A frameless, glass-cornered floor to ceiling window catches beams of sunshine into the dining area. An eaves window and skylight frames views of the houses opposite and directs the views up towards the sky.

The walls are made with richly textured buff coloured bricks, which are similar to the bricks in the surrounding area. It was really important that the work was executed well, as the wall becomes a tangible surface, so the pointing was also very important. The vertical proportions acknowledge the Georgian houses opposite.

A mix of light and dark materials was carefully balanced throughout the house and extension, to offset the discrepancies between the old and the new and to soften the transitions between inside and out.

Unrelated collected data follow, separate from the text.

//! The quantum register aggregate.
//!
//! Owns the state store, the operation queue, the classical bit record and
//! the seeded PRNG. Every amplitude read goes through [`QuantumRegister::sync`]
//! first, so callers never observe a state the pending operations have not
//! been folded into.

use crate::core::errors::{ArgumentError, Result, StateError};
use crate::core::library::GateLibrary;
use crate::core::queue::OperationQueue;
use crate::core::store::StateStore;
use crate::core::utils::format_amplitude;
use ndarray::{Array1, Array2};
use num_complex::Complex64;
use rand::rngs::StdRng;
use rand::SeedableRng;
use std::fmt;
use std::str::FromStr;
use tracing::debug;

/// Which backing form holds the amplitudes.
#[derive(Clone, Copy, Debug, PartialEq, Eq)]
pub enum Representation {
    Vector,
    DensityMatrix,
    BitwiseSparse,
}

impl fmt::Display for Representation {
    fn fmt(&self, f: &mut fmt::Formatter<'_>) -> fmt::Result {
        let name = match self {
            Representation::Vector => "vector",
            Representation::DensityMatrix => "matrix",
            Representation::BitwiseSparse => "bitwise",
        };
        f.write_str(name)
    }
}

impl FromStr for Representation {
    type Err = ArgumentError;

    fn from_str(s: &str) -> std::result::Result<Self, ArgumentError> {
        match s {
            "vector" => Ok(Representation::Vector),
            "matrix" | "density" => Ok(Representation::DensityMatrix),
            "bitwise" => Ok(Representation::BitwiseSparse),
            other => Err(ArgumentError::UnknownRepresentation(other.into())),
        }
    }
}

/// Sparse coordinate dump of a register state, the crate's serialization
/// boundary. Vector and bitwise states carry `cols` of zeros.
#[derive(Clone, Debug)]
pub struct StateExport {
    pub rows: Vec<usize>,
    pub cols: Vec<usize>,
    pub values: Vec<Complex64>,
    pub num_qubits: usize,
    pub representation: Representation,
}

#[derive(Clone, Debug)]
pub struct QuantumRegister {
    pub(crate) library: GateLibrary,
    pub(crate) size: usize,
    pub(crate) an_size: usize,
    pub(crate) store: StateStore,
    pub(crate) queue: OperationQueue,
    pub(crate) bits: Vec<Option<bool>>,
    pub(crate) rng: StdRng,
}

impl QuantumRegister {
    /// Creates a register of `nqbits` qubits in the all-zero basis state.
    pub fn new(
        nqbits: usize,
        seed: u64,
        library: GateLibrary,
        representation: Representation,
    ) -> Result<Self> {
        Self::with_init(nqbits, seed, library, representation, 0)
    }

    /// Creates a register initialized to the computational basis state
    /// `|init>`.
    pub fn with_init(
        nqbits: usize,
        seed: u64,
        library: GateLibrary,
        representation: Representation,
        init: u64,
    ) -> Result<Self> {
        if nqbits == 0 {
            return Err(ArgumentError::CountOutOfRange {
                qbit: 0,
                count: 0,
                size: 0,
            }
            .into());
        }
        if nqbits > 30 {
            return Err(ArgumentError::TooManyQubits(nqbits).into());
        }
        if init >> nqbits != 0 {
            return Err(ArgumentError::InitOutOfRange {
                init,
                count: nqbits,
            }
            .into());
        }

        Ok(Self {
            library,
            size: nqbits,
            an_size: 0,
            store: StateStore::new(representation, nqbits, init),
            queue: OperationQueue::new(nqbits),
            bits: vec![None; nqbits],
            rng: StdRng::seed_from_u64(seed),
        })
    }

    /// Number of logical qubits, ancillas excluded.
    pub fn size(&self) -> usize {
        self.size
    }

    /// Number of ancilla qubits currently attached.
    pub fn ancilla_size(&self) -> usize {
        self.an_size
    }

    /// Logical plus ancilla qubits.
    pub fn total_size(&self) -> usize {
        self.size + self.an_size
    }

    pub fn representation(&self) -> Representation {
        self.store.representation()
    }

    pub fn library(&self) -> &GateLibrary {
        &self.library
    }

    /// Mutable library access, for registering user gates after construction.
    pub fn library_mut(&mut self) -> &mut GateLibrary {
        &mut self.library
    }

    /// The classical bit record, one tri-state entry per qubit (ancillas
    /// included), in qubit order. `None` means not yet measured.
    pub fn bits(&self) -> &[Option<bool>] {
        &self.bits
    }

    pub(crate) fn n(&self) -> usize {
        self.size + self.an_size
    }

    /// Folds every pending operation into one batched operator and applies
    /// it. No-op when nothing is pending or the state is bitwise (which never
    /// queues).
    pub(crate) fn sync(&mut self) {
        if self.queue.is_synced() {
            return;
        }

        let u = self.queue.compose();
        debug!(dim = u.nrows(), "syncing batched operator");
        self.store.apply_operator(&u);
        self.queue.reset();
    }

    /// Syncs if any qubit in `[begin, end)` holds a pending operation.
    /// Pending gates elsewhere may entangle into this range through earlier
    /// batches, so the flush is always a full sync.
    pub(crate) fn sync_range(&mut self, begin: usize, end: usize) {
        if self.queue.busy_in(begin, end) {
            self.sync();
        }
    }

    /* argument validation */

    pub(crate) fn valid_qbit(&self, index: usize) -> Result<()> {
        if index >= self.n() {
            return Err(ArgumentError::QubitOutOfRange {
                index,
                size: self.n(),
            }
            .into());
        }
        Ok(())
    }

    pub(crate) fn valid_count(&self, qbit: usize, count: usize, span: usize) -> Result<()> {
        if count == 0 || qbit + count * span > self.n() {
            return Err(ArgumentError::CountOutOfRange {
                qbit,
                count,
                size: self.n(),
            }
            .into());
        }
        Ok(())
    }

    pub(crate) fn valid_range(&self, begin: usize, end: usize) -> Result<()> {
        if begin >= end || end > self.n() {
            return Err(ArgumentError::EmptyRange {
                begin,
                end,
                size: self.n(),
            }
            .into());
        }
        Ok(())
    }

    pub(crate) fn valid_p(&self, p: f64) -> Result<()> {
        if !(0.0..=1.0).contains(&p) {
            return Err(ArgumentError::ProbabilityOutOfRange(p).into());
        }
        Ok(())
    }

    pub(crate) fn require_density(&self) -> Result<()> {
        if self.representation() != Representation::DensityMatrix {
            return Err(StateError::RepresentationRequired {
                required: Representation::DensityMatrix,
                actual: self.representation(),
            }
            .into());
        }
        Ok(())
    }

    /// Full dump of the nonzero amplitudes.
    ///
    /// Vector and bitwise states print one `amplitude|logical>|ancilla>` line
    /// per basis state; the density matrix prints `(row, col) value` entries.
    /// Debug/test aid, not a stable format.
    pub fn render(&mut self) -> String {
        self.sync();

        let n = self.n();
        let to_bits = |index: usize| {
            let mut s = String::from("|");
            for q in 0..self.size {
                s.push(if index & (1 << (n - q - 1)) != 0 { '1' } else { '0' });
            }
            s.push('>');
            if self.an_size > 0 {
                s.push('|');
                for q in self.size..n {
                    s.push(if index & (1 << (n - q - 1)) != 0 { '1' } else { '0' });
                }
                s.push('>');
            }
            s
        };

        let mut out = String::new();
        match self.representation() {
            Representation::Vector | Representation::BitwiseSparse => {
                for (row, _, value) in self.store.nonzeros() {
                    out.push_str(&format_amplitude(value));
                    out.push_str(&to_bits(row));
                    out.push('\n');
                }
            }
            Representation::DensityMatrix => {
                for (row, col, value) in self.store.nonzeros() {
                    out.push_str(&format!("({}, {})    {}\n", row, col, format_amplitude(value)));
                }
            }
        }
        out
    }

    /// Exports the synced state as a sparse coordinate list.
    pub fn export_state(&mut self) -> StateExport {
        self.sync();
        let entries = self.store.nonzeros();
        StateExport {
            rows: entries.iter().map(|e| e.0).collect(),
            cols: entries.iter().map(|e| e.1).collect(),
            values: entries.iter().map(|e| e.2).collect(),
            num_qubits: self.n(),
            representation: self.representation(),
        }
    }

    /// Replaces the whole state from a coordinate list.
    ///
    /// The register resizes to `export.num_qubits` with no ancillas; pending
    /// operations and classical bits are discarded, gate history is not
    /// revalidated.
    pub fn import_state(&mut self, export: &StateExport) -> Result<()> {
        if export.rows.len() != export.cols.len() || export.rows.len() != export.values.len() {
            return Err(ArgumentError::CoordinateCountMismatch.into());
        }

        let dim = 1usize << export.num_qubits;
        let col_dim = match export.representation {
            Representation::DensityMatrix => dim,
            _ => 1,
        };
        for (&row, &col) in export.rows.iter().zip(&export.cols) {
            if row >= dim {
                return Err(ArgumentError::CoordinateOutOfRange { index: row, dim }.into());
            }
            if col >= col_dim {
                return Err(ArgumentError::CoordinateOutOfRange {
                    index: col,
                    dim: col_dim,
                }
                .into());
            }
        }

        self.store = StateStore::from_coordinates(
            export.representation,
            export.num_qubits,
            &export.rows,
            &export.cols,
            &export.values,
        );
        self.size = export.num_qubits;
        self.an_size = 0;
        self.queue = OperationQueue::new(self.size);
        self.bits = vec![None; self.size];
        Ok(())
    }

    /// Explicit reconstruction between the matrix-backed representations.
    ///
    /// Vector to density builds `ρ = |ψ><ψ|`; density to vector keeps only
    /// the diagonal magnitudes, which is lossy for mixed states. The bitwise
    /// representation takes part in neither direction.
    pub fn change_to(&mut self, representation: Representation) -> Result<()> {
        if representation == self.representation() {
            return Ok(());
        }

        self.sync();
        let dim = 1usize << self.n();

        match (&self.store, representation) {
            (StateStore::Vector(v), Representation::DensityMatrix) => {
                let mut rho = Array2::<Complex64>::zeros((dim, dim));
                for ((r, c), value) in rho.indexed_iter_mut() {
                    *value = v[r] * v[c].conj();
                }
                self.store = StateStore::Density(rho);
            }
            (StateStore::Density(rho), Representation::Vector) => {
                let mut v = Array1::<Complex64>::zeros(dim);
                for i in 0..dim {
                    v[i] = Complex64::new(rho[[i, i]].re.max(0.0).sqrt(), 0.0);
                }
                self.store = StateStore::Vector(v);
            }
            _ => {
                return Err(StateError::UnsupportedConversion {
                    from: self.representation(),
                    to: representation,
                }
                .into());
            }
        }
        Ok(())
    }
}

#[cfg(test)]
mod tests {
    use super::*;
    use approx::assert_relative_eq;

    fn register(representation: Representation) -> QuantumRegister {
        QuantumRegister::new(2, 42, GateLibrary::new(), representation).unwrap()
    }

    #[test]
    fn representation_parses_known_strings() {
        assert_eq!("vector".parse(), Ok(Representation::Vector));
        assert_eq!("matrix".parse(), Ok(Representation::DensityMatrix));
        assert_eq!("bitwise".parse(), Ok(Representation::BitwiseSparse));
        assert!("qutrit".parse::<Representation>().is_err());
    }

    #[test]
    fn rejects_empty_register_and_oversized_init() {
        let lib = GateLibrary::new();
        assert!(QuantumRegister::new(0, 1, lib.clone(), Representation::Vector).is_err());
        assert!(
            QuantumRegister::with_init(2, 1, lib, Representation::Vector, 4).is_err()
        );
    }

    #[test]
    fn render_shows_basis_label() {
        let mut reg = register(Representation::Vector);
        assert_eq!(reg.render(), "+1.000       |00>\n");
    }

    #[test]
    fn export_import_round_trip() {
        let mut reg = register(Representation::Vector);
        reg.evol('H', 0, 1, false).unwrap();
        let export = reg.export_state();

        let mut other = register(Representation::DensityMatrix);
        other.import_state(&export).unwrap();
        assert_eq!(other.representation(), Representation::Vector);
        assert_eq!(other.size(), 2);
        assert_relative_eq!(other.store.norm(), 1.0, epsilon = 1e-12);
    }

    #[test]
    fn import_checks_coordinates() {
        let mut reg = register(Representation::Vector);
        let bad = StateExport {
            rows: vec![9],
            cols: vec![0],
            values: vec![Complex64::new(1.0, 0.0)],
            num_qubits: 2,
            representation: Representation::Vector,
        };
        assert!(reg.import_state(&bad).is_err());
    }

    #[test]
    fn change_to_density_preserves_probabilities() {
        let mut reg = register(Representation::Vector);
        reg.evol('H', 0, 1, false).unwrap();
        reg.change_to(Representation::DensityMatrix).unwrap();
        assert_eq!(reg.representation(), Representation::DensityMatrix);
        assert_relative_eq!(reg.store.norm(), 1.0, epsilon = 1e-12);
    }

    #[test]
    fn bitwise_does_not_convert() {
        let mut reg = register(Representation::BitwiseSparse);
        assert!(reg.change_to(Representation::Vector).is_err());
    }
}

Dark, smooth-rendered panels above the windows and doors match the colour of the window frames. The interior has been painted white, with handleless, pale grey kitchen units and a sparkly quartzite counter top and splash back. The indoor floor is covered in a pale timber, and this contrasts with the black limestone used on the terrace outside.

A garage in the rear garden was demolished, and a split-level garden created. Brick planters provide screening between the lower level terrace and a parking space.